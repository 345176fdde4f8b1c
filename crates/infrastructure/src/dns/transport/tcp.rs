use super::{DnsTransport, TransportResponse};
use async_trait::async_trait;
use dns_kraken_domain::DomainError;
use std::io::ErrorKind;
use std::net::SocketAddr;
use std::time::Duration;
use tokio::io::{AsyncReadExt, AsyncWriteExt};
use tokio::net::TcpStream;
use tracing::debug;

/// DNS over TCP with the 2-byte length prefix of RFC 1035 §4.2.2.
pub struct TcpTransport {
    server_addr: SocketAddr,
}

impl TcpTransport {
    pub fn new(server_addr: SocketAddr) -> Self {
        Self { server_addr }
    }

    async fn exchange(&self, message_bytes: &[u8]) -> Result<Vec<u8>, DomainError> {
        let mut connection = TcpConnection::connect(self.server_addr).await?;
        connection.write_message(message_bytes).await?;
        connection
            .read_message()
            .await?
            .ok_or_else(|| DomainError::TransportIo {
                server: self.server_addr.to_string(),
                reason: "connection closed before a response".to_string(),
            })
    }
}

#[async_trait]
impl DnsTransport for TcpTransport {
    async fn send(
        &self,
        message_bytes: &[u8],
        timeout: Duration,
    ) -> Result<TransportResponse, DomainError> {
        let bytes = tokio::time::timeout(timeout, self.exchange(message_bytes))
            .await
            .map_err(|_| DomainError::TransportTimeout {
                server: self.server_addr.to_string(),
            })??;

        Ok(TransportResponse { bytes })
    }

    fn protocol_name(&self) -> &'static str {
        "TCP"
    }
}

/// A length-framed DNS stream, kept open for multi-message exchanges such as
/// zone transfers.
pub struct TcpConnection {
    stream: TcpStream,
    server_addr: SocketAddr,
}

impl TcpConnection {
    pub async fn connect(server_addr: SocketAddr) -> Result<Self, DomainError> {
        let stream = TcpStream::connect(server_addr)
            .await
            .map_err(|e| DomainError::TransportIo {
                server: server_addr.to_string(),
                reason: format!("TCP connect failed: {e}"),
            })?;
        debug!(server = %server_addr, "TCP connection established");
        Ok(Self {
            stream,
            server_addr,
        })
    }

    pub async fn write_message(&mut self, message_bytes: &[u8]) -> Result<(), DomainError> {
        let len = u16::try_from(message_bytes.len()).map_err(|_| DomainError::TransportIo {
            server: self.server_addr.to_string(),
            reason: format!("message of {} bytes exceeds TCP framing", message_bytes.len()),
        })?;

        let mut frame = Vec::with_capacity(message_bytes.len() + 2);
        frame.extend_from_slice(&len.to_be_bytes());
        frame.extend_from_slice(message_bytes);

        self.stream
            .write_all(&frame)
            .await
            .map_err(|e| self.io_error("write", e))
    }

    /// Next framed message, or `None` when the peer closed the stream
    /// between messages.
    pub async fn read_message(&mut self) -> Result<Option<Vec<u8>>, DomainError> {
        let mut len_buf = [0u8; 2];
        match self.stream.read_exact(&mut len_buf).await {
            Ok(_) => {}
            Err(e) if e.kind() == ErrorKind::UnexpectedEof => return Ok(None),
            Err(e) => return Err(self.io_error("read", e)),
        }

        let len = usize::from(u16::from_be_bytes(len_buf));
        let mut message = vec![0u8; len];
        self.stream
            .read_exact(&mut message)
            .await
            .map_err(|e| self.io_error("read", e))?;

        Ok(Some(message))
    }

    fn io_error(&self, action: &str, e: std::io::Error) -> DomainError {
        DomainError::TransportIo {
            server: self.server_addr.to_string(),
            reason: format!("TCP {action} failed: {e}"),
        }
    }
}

...

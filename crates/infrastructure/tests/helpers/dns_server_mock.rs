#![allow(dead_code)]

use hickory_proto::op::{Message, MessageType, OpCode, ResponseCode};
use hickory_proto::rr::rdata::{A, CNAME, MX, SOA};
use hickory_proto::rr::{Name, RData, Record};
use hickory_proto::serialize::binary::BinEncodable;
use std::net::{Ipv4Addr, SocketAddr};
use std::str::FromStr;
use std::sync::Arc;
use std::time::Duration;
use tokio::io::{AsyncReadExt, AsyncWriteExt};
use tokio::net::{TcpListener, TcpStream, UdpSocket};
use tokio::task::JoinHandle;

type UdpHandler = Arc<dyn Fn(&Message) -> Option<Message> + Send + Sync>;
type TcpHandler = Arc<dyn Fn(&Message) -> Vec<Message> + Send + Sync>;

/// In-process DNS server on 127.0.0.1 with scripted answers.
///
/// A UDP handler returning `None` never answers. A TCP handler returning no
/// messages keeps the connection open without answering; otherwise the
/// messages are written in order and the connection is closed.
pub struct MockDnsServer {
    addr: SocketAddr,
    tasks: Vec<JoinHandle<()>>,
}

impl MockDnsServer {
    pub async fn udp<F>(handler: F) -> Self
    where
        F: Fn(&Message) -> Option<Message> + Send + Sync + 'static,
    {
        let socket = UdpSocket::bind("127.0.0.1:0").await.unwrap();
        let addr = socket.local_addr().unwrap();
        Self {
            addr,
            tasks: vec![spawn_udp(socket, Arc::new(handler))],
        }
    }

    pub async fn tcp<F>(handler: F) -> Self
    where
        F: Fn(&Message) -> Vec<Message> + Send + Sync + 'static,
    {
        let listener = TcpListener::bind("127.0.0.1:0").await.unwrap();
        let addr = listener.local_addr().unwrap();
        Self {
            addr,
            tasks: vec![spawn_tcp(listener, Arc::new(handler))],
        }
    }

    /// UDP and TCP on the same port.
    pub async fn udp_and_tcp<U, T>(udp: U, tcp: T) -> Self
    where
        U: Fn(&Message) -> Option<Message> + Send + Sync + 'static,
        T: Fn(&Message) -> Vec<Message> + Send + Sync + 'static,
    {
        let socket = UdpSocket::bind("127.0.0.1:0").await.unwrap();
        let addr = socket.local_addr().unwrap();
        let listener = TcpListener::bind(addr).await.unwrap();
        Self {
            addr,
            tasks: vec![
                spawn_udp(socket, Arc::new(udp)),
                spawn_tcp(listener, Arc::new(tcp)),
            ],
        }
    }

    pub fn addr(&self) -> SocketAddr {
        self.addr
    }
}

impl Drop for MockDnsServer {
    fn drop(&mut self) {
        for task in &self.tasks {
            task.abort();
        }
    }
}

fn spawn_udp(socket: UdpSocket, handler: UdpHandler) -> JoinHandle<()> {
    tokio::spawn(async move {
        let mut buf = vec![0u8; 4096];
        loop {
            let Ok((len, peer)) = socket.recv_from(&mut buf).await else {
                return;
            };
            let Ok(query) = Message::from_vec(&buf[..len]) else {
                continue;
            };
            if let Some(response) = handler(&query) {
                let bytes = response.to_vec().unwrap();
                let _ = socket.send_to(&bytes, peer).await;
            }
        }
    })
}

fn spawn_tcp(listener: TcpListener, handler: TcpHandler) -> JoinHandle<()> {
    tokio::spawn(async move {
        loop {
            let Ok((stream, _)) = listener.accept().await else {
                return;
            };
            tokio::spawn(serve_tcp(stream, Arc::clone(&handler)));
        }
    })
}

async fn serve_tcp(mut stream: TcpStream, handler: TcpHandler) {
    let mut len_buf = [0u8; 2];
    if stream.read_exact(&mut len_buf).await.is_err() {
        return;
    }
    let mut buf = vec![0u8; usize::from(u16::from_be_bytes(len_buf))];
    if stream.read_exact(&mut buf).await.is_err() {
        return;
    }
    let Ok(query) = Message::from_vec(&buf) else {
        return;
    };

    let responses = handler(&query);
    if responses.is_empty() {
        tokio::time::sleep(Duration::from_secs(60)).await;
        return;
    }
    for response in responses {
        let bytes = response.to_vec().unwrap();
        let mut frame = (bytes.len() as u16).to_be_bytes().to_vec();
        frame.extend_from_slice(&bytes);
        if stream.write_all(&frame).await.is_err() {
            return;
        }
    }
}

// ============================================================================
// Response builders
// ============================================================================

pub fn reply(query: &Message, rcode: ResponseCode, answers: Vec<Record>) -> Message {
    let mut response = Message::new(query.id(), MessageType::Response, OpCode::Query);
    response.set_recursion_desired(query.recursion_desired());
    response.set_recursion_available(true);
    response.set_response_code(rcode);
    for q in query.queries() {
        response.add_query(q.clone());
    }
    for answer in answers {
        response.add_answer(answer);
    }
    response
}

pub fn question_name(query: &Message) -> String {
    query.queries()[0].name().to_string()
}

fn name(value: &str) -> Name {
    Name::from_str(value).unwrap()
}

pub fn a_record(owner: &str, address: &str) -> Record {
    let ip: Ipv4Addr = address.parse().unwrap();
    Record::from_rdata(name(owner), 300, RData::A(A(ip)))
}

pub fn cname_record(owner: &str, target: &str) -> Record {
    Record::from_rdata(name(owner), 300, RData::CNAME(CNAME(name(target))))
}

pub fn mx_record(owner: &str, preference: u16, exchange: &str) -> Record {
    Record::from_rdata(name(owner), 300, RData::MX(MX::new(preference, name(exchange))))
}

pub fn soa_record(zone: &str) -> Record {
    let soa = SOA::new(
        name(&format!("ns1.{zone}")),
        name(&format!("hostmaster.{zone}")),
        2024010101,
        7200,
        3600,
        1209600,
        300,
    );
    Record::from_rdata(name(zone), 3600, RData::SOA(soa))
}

§ REQUIRED ACTION
State how many lines of the records above contain "TcpHandler", with no words besides the number.

§ ANSWER BOX
3